The open forums have won approval, and the Croll management style has come as a breath of fresh air. “There are still restructuring issues to be resolved, but in management meetings there is openness,” says Markham May, in charge of performing arts and media. “Disagreement is not considered a heinous crime and is actually seen as helpful.”

But as glasnost sweeps through Wilmorton’s brightly-painted corridors, the damage caused by several years’ unrest is not forgotten. Brian Bonsall, the governor, union representative and middle manager who blew the whistle on the mismanagement, does not deny the new sense of enthusiasm, but warns of scars yet to heal.

Staff, he says, are still feeling the stress of national concerns affecting the sector as a whole - the college has still to settle its contracts dispute and the threat of job cuts is in the air. There is even a case, Mr Bonsall argues, for a special one-off payment from the Department for Education and Employment to help Wilmorton get back on its feet. The college’s experiences, after all, demonstrated just how badly things could go wrong, prompting more careful control of public money elsewhere.

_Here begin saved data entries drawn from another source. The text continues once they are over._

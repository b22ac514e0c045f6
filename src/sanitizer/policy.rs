//! Allow-list configuration for the HTML sanitizer.

use std::collections::{BTreeMap, BTreeSet, HashMap, HashSet};
use std::sync::{LazyLock, Mutex, PoisonError};

use crate::error::Result;
use crate::hooks::FilterChain;

/// Tags allowed by default, before the forum-specific additions.
const BASE_TAGS: &[&str] = &[
    "address", "article", "aside", "footer", "header", "h1", "h2", "h3", "h4", "h5", "h6",
    "hgroup", "main", "nav", "section", "blockquote", "dd", "div", "dl", "dt", "figcaption",
    "figure", "hr", "li", "ol", "p", "pre", "ul", "a", "abbr", "b", "bdi", "bdo", "br", "cite",
    "code", "data", "dfn", "em", "i", "kbd", "mark", "q", "rb", "rp", "rt", "rtc", "ruby", "s",
    "samp", "small", "span", "strong", "sub", "sup", "time", "u", "var", "wbr", "caption", "col",
    "colgroup", "table", "tbody", "td", "tfoot", "th", "thead", "tr",
];

const EXTRA_TAGS: &[&str] = &[
    "sup", "ins", "del", "img", "button", "video", "audio", "iframe", "embed",
];

const TAG_ATTRIBUTES: &[(&str, &[&str])] = &[
    ("a", &["href", "name", "hreflang", "media", "rel", "target", "type"]),
    ("img", &["alt", "height", "ismap", "src", "usemap", "width", "srcset"]),
    ("iframe", &["height", "name", "src", "width"]),
    (
        "video",
        &["autoplay", "controls", "height", "loop", "muted", "poster", "preload", "src", "width"],
    ),
    ("audio", &["autoplay", "controls", "loop", "muted", "preload", "src"]),
    ("embed", &["height", "src", "type", "width"]),
];

const GLOBAL_ATTRIBUTES: &[&str] = &[
    "accesskey", "class", "contenteditable", "dir", "draggable", "dropzone", "hidden", "id",
    "lang", "spellcheck", "style", "tabindex", "title", "translate", "aria-expanded", "data-*",
];

/// Tags whose content is dropped along with the tag unless explicitly allowed.
const CLEAN_CONTENT_TAGS: &[&str] = &["script", "style"];

/// Mutable allow-list, editable until [`finalize`](SanitizePolicy::finalize).
///
/// Attribute names ending in `*` match by prefix, so `data-*` allows every
/// `data-` attribute.
#[derive(Debug, Clone, PartialEq, Eq)]
pub struct SanitizePolicy {
    pub allowed_tags: BTreeSet<String>,
    pub allowed_attributes: BTreeMap<String, BTreeSet<String>>,
    pub allowed_classes: BTreeMap<String, BTreeSet<String>>,
    pub global_attributes: BTreeSet<String>,
}

impl SanitizePolicy {
    /// A policy that allows nothing.
    pub fn empty() -> Self {
        Self {
            allowed_tags: BTreeSet::new(),
            allowed_attributes: BTreeMap::new(),
            allowed_classes: BTreeMap::new(),
            global_attributes: BTreeSet::new(),
        }
    }

    pub fn allow_tags<I, S>(&mut self, tags: I) -> &mut Self
    where
        I: IntoIterator<Item = S>,
        S: Into<String>,
    {
        self.allowed_tags.extend(tags.into_iter().map(Into::into));
        self
    }

    pub fn allow_attributes<I, S>(&mut self, tag: &str, attributes: I) -> &mut Self
    where
        I: IntoIterator<Item = S>,
        S: Into<String>,
    {
        self.allowed_attributes
            .entry(tag.to_string())
            .or_default()
            .extend(attributes.into_iter().map(Into::into));
        self
    }

    /// Restrict the `class` attribute of `tag` to the given class names.
    pub fn allow_classes<I, S>(&mut self, tag: &str, classes: I) -> &mut Self
    where
        I: IntoIterator<Item = S>,
        S: Into<String>,
    {
        self.allowed_classes
            .entry(tag.to_string())
            .or_default()
            .extend(classes.into_iter().map(Into::into));
        self
    }

    /// Union the global attributes into every allowed tag's attribute list.
    ///
    /// Idempotent.
    pub fn merge_global_attributes(&mut self) {
        for tag in &self.allowed_tags {
            self.allowed_attributes
                .entry(tag.clone())
                .or_default()
                .extend(self.global_attributes.iter().cloned());
        }
    }

    /// Merge global attributes, let `sanitize.config` filters adjust the
    /// result, and freeze it.
    pub async fn finalize(
        mut self,
        extensions: &FilterChain<SanitizePolicy>,
    ) -> Result<FinalizedPolicy> {
        self.merge_global_attributes();
        let policy = extensions.fire(self).await?;
        tracing::info!(
            "Sanitize policy finalized with {} tags after {} extension(s)",
            policy.allowed_tags.len(),
            extensions.len()
        );
        Ok(FinalizedPolicy { policy })
    }
}

impl Default for SanitizePolicy {
    fn default() -> Self {
        let mut policy = Self::empty();
        policy.allow_tags(BASE_TAGS.iter().chain(EXTRA_TAGS).copied());
        for (tag, attributes) in TAG_ATTRIBUTES {
            policy.allow_attributes(tag, attributes.iter().copied());
        }
        policy
            .global_attributes
            .extend(GLOBAL_ATTRIBUTES.iter().map(|a| a.to_string()));
        policy
    }
}

/// An allow-list that can no longer change.
///
/// Only obtainable through [`SanitizePolicy::finalize`].
#[derive(Debug, Clone, PartialEq, Eq)]
pub struct FinalizedPolicy {
    policy: SanitizePolicy,
}

impl FinalizedPolicy {
    pub fn policy(&self) -> &SanitizePolicy {
        &self.policy
    }

    pub fn allows_tag(&self, tag: &str) -> bool {
        self.policy.allowed_tags.contains(tag)
    }

    /// Whether `attribute` may appear on `tag`, honouring prefix wildcards.
    pub fn allows_attribute(&self, tag: &str, attribute: &str) -> bool {
        self.policy.permits_attribute(tag, attribute)
    }

    /// Build the `ammonia` cleaner for this policy.
    ///
    /// Entries for tags outside `allowed_tags` are dropped. Wildcard
    /// attributes are handed to ammonia as generic prefixes, so an attribute
    /// filter narrows every attribute back to its own tag's allow-list.
    pub(crate) fn cleaner(&self) -> ammonia::Builder<'static> {
        let policy = &self.policy;

        let tags: HashSet<&'static str> = policy.allowed_tags.iter().map(|t| intern(t)).collect();

        let mut tag_attributes: HashMap<&'static str, HashSet<&'static str>> = HashMap::new();
        let mut prefixes: HashSet<&'static str> = HashSet::new();
        for (tag, attributes) in &policy.allowed_attributes {
            if !policy.allowed_tags.contains(tag) {
                continue;
            }
            let class_restricted = policy.allowed_classes.contains_key(tag);
            let allowed = tag_attributes.entry(intern(tag)).or_default();
            for attribute in attributes {
                if let Some(prefix) = attribute.strip_suffix('*') {
                    prefixes.insert(intern(prefix));
                } else if !(class_restricted && attribute == "class") {
                    allowed.insert(intern(attribute));
                }
            }
        }

        let classes: HashMap<&'static str, HashSet<&'static str>> = policy
            .allowed_classes
            .iter()
            .filter(|(tag, _)| policy.allowed_tags.contains(*tag))
            .map(|(tag, classes)| (intern(tag), classes.iter().map(|c| intern(c)).collect()))
            .collect();

        let clean_content: HashSet<&'static str> = CLEAN_CONTENT_TAGS
            .iter()
            .copied()
            .filter(|tag| !tags.contains(tag))
            .collect();

        let frozen = policy.clone();

        let mut builder = ammonia::Builder::default();
        builder
            .tags(tags)
            .clean_content_tags(clean_content)
            .tag_attributes(tag_attributes)
            .generic_attributes(HashSet::new())
            .generic_attribute_prefixes(prefixes)
            .allowed_classes(classes)
            .link_rel(None)
            .attribute_filter(move |element, attribute, value| {
                if frozen.permits_attribute(element, attribute) {
                    Some(value.into())
                } else {
                    None
                }
            });
        builder
    }
}

impl SanitizePolicy {
    /// A class-restricted tag always keeps `class`; ammonia filters its values.
    fn permits_attribute(&self, tag: &str, attribute: &str) -> bool {
        if attribute == "class" && self.allowed_classes.contains_key(tag) {
            return true;
        }
        self.allowed_attributes.get(tag).is_some_and(|allowed| {
            allowed.iter().any(|a| match a.strip_suffix('*') {
                Some(prefix) => attribute.starts_with(prefix),
                None => a == attribute,
            })
        })
    }
}

/// Tag, attribute and class names handed to ammonia.
///
/// Each distinct name is allocated once per process and lives for the rest
/// of it.
static NAMES: LazyLock<Mutex<HashSet<&'static str>>> = LazyLock::new(Default::default);

fn intern(name: &str) -> &'static str {
    let mut names = NAMES.lock().unwrap_or_else(PoisonError::into_inner);
    if let Some(&interned) = names.get(name) {
        return interned;
    }
    let interned: &'static str = Box::leak(name.to_owned().into_boxed_str());
    names.insert(interned);
    interned
}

David Croll, candid over the college’s precarious financial position, dismisses calls for special treatment. His new openness extends to harsh realities. A worst-case financial forecast drawn up this term included 40 redundancies from the current 426 full and part-time staff.

Some of the greater extravagances of the former principal have still to be resolved. Oscars, the Pounds 138,000 former nightclub bought with no cost-benefit analysis for conversion to a drop-in learning centre, is up for sale. The Le Dijon training restaurant, where student chefs work in a kitchen worthy of the Roux brothers and diners sit beneath glass chandeliers, has been given a year’s grace by governors now keeping a close eye on its budget.

On the plus side, enrolments, which slipped at Wilmorton for three years, are on the up. A promotions caravan bought this summer stopped off in 48 spots around the district, distributing brochures and helping prompt a 20 per cent increase in part-time numbers.

The college must also come to terms with positive elements of the reign of Andrew Stromberg, the man whose “impetuous” nature went uncurbed by his governors, according to Shattock. The hand of the former principal can be seen in a well-equipped resource room for sensory-impaired students. The Dijon restaurant, for all its design excesses, must rival any catering training facility in the country.

Assistant principal Allan Shaw, clerk to the governing body for a year, points out the Dijon’s designer light switches and hand-picked Italian tiles. “The procedures were not there but the end result is really something quite exciting,” he says.

If Wilmorton staff will take time to shake off the strange legacy of their college’s history, today’s students seem unconcerned by, if not ignorant of, past events. First years taking a break in the spacious food hall were barely aware of any inquiry, and looked blank at the name of Shattock. “I chose Wilmorton for the excellent music and drama facilities - I don’t even know who the principal is,” said one performing arts newcomer.

For David Croll, presumably, that is as it should be. His concern now is to return the college to its rightful place in its wider community, no longer the subject of press coverage and pub gossip for all the wrong reasons.

On a display board in the college entrance, an aerial photograph depicts a chunk of the Derby landscape with one area contained within an encircling red line - the site of the city’s shortlisted bid to hold the Millennium Exhibition, the year-long “party of the century” attracting millions in investment and limitless prestige.

Until July, the Wilmorton campus lay outside the line, uninvolved in the plans, but Mr Croll swiftly included the site. The college which was once the black sheep of further education is determined to return to the fold.